--- Task material ---
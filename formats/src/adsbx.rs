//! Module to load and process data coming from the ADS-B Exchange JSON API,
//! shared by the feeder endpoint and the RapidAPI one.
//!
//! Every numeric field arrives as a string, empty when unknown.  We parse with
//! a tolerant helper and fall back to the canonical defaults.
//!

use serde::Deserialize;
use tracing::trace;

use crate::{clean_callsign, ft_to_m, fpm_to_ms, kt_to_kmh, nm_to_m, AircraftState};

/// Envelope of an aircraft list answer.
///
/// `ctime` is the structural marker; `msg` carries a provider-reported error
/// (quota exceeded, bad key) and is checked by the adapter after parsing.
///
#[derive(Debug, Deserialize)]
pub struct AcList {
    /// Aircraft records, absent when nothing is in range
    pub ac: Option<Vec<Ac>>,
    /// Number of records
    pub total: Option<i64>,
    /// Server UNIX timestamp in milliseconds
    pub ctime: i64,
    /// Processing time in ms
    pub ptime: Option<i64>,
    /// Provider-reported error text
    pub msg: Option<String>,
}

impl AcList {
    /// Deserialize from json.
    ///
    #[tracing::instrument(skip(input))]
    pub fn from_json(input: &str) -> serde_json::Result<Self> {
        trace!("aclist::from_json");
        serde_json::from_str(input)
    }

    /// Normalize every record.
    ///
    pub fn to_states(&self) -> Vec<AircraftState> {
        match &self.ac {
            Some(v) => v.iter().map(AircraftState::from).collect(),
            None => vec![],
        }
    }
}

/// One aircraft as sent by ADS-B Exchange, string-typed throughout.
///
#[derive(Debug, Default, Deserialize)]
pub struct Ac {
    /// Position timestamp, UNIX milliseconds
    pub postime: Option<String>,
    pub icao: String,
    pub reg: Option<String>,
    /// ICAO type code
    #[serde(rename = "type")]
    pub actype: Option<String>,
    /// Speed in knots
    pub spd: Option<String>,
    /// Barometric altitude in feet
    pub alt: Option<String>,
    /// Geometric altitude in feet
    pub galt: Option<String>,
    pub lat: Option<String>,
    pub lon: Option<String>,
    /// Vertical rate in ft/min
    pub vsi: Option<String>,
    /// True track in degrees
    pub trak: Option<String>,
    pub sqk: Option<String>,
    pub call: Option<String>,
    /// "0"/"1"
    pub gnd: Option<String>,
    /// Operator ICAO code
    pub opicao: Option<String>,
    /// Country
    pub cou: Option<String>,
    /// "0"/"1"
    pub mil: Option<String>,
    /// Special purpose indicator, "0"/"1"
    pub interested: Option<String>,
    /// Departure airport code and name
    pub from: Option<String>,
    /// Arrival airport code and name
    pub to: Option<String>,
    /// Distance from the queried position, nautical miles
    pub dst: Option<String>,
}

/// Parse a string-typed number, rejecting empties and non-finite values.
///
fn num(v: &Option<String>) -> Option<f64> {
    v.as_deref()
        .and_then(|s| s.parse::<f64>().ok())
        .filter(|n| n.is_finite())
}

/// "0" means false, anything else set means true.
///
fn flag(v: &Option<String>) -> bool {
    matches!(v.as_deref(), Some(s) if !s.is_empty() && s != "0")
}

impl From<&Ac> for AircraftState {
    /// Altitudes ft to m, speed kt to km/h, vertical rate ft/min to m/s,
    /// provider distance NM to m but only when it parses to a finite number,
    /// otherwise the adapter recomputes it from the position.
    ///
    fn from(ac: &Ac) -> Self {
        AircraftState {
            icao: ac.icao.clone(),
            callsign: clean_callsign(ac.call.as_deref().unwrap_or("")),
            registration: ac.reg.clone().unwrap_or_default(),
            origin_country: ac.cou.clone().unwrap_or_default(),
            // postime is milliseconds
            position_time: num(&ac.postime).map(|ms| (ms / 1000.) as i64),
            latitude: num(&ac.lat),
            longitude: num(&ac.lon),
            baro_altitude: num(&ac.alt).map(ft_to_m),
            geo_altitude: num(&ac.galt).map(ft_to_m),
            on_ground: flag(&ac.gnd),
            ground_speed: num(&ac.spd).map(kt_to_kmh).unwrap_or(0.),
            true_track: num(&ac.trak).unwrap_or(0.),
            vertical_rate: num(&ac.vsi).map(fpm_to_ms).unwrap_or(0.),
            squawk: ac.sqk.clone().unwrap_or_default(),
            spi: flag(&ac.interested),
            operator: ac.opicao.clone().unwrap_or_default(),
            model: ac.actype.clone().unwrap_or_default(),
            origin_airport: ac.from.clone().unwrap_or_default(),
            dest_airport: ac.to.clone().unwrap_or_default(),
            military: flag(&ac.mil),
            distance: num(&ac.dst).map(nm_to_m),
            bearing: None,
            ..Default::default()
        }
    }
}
---
Problem details
Transcribe the entire listing above exactly.

Response
filename formats/src/adsbx.rs
//! Module to load and process data coming from the ADS-B Exchange JSON API,
//! shared by the feeder endpoint and the RapidAPI one.
//!
//! Every numeric field arrives as a string, empty when unknown.  We parse with
//! a tolerant helper and fall back to the canonical defaults.
//!

use serde::Deserialize;
use tracing::trace;

use crate::{clean_callsign, ft_to_m, fpm_to_ms, kt_to_kmh, nm_to_m, AircraftState};

/// Envelope of an aircraft list answer.
///
/// `ctime` is the structural marker; `msg` carries a provider-reported error
/// (quota exceeded, bad key) and is checked by the adapter after parsing.
///
#[derive(Debug, Deserialize)]
pub struct AcList {
    /// Aircraft records, absent when nothing is in range
    pub ac: Option<Vec<Ac>>,
    /// Number of records
    pub total: Option<i64>,
    /// Server UNIX timestamp in milliseconds
    pub ctime: i64,
    /// Processing time in ms
    pub ptime: Option<i64>,
    /// Provider-reported error text
    pub msg: Option<String>,
}

impl AcList {
    /// Deserialize from json.
    ///
    #[tracing::instrument(skip(input))]
    pub fn from_json(input: &str) -> serde_json::Result<Self> {
        trace!("aclist::from_json");
        serde_json::from_str(input)
    }

    /// Normalize every record.
    ///
    pub fn to_states(&self) -> Vec<AircraftState> {
        match &self.ac {
            Some(v) => v.iter().map(AircraftState::from).collect(),
            None => vec![],
        }
    }
}

/// One aircraft as sent by ADS-B Exchange, string-typed throughout.
///
#[derive(Debug, Default, Deserialize)]
pub struct Ac {
    /// Position timestamp, UNIX milliseconds
    pub postime: Option<String>,
    pub icao: String,
    pub reg: Option<String>,
    /// ICAO type code
    #[serde(rename = "type")]
    pub actype: Option<String>,
    /// Speed in knots
    pub spd: Option<String>,
    /// Barometric altitude in feet
    pub alt: Option<String>,
    /// Geometric altitude in feet
    pub galt: Option<String>,
    pub lat: Option<String>,
    pub lon: Option<String>,
    /// Vertical rate in ft/min
    pub vsi: Option<String>,
    /// True track in degrees
    pub trak: Option<String>,
    pub sqk: Option<String>,
    pub call: Option<String>,
    /// "0"/"1"
    pub gnd: Option<String>,
    /// Operator ICAO code
    pub opicao: Option<String>,
    /// Country
    pub cou: Option<String>,
    /// "0"/"1"
    pub mil: Option<String>,
    /// Special purpose indicator, "0"/"1"
    pub interested: Option<String>,
    /// Departure airport code and name
    pub from: Option<String>,
    /// Arrival airport code and name
    pub to: Option<String>,
    /// Distance from the queried position, nautical miles
    pub dst: Option<String>,
}

/// Parse a string-typed number, rejecting empties and non-finite values.
///
fn num(v: &Option<String>) -> Option<f64> {
    v.as_deref()
        .and_then(|s| s.parse::<f64>().ok())
        .filter(|n| n.is_finite())
}

/// "0" means false, anything else set means true.
///
fn flag(v: &Option<String>) -> bool {
    matches!(v.as_deref(), Some(s) if !s.is_empty() && s != "0")
}

impl From<&Ac> for AircraftState {
    /// Altitudes ft to m, speed kt to km/h, vertical rate ft/min to m/s,
    /// provider distance NM to m but only when it parses to a finite number,
    /// otherwise the adapter recomputes it from the position.
    ///
    fn from(ac: &Ac) -> Self {
        AircraftState {
            icao: ac.icao.clone(),
            callsign: clean_callsign(ac.call.as_deref().unwrap_or("")),
            registration: ac.reg.clone().unwrap_or_default(),
            origin_country: ac.cou.clone().unwrap_or_default(),
            // postime is milliseconds
            position_time: num(&ac.postime).map(|ms| (ms / 1000.) as i64),
            latitude: num(&ac.lat),
            longitude: num(&ac.lon),
            baro_altitude: num(&ac.alt).map(ft_to_m),
            geo_altitude: num(&ac.galt).map(ft_to_m),
            on_ground: flag(&ac.gnd),
            ground_speed: num(&ac.spd).map(kt_to_kmh).unwrap_or(0.),
            true_track: num(&ac.trak).unwrap_or(0.),
            vertical_rate: num(&ac.vsi).map(fpm_to_ms).unwrap_or(0.),
            squawk: ac.sqk.clone().unwrap_or_default(),
            spi: flag(&ac.interested),
            operator: ac.opicao.clone().unwrap_or_default(),
            model: ac.actype.clone().unwrap_or_default(),
            origin_airport: ac.from.clone().unwrap_or_default(),
            dest_airport: ac.to.clone().unwrap_or_default(),
            military: flag(&ac.mil),
            distance: num(&ac.dst).map(nm_to_m),
            bearing: None,
            ..Default::default()
        }
    }
}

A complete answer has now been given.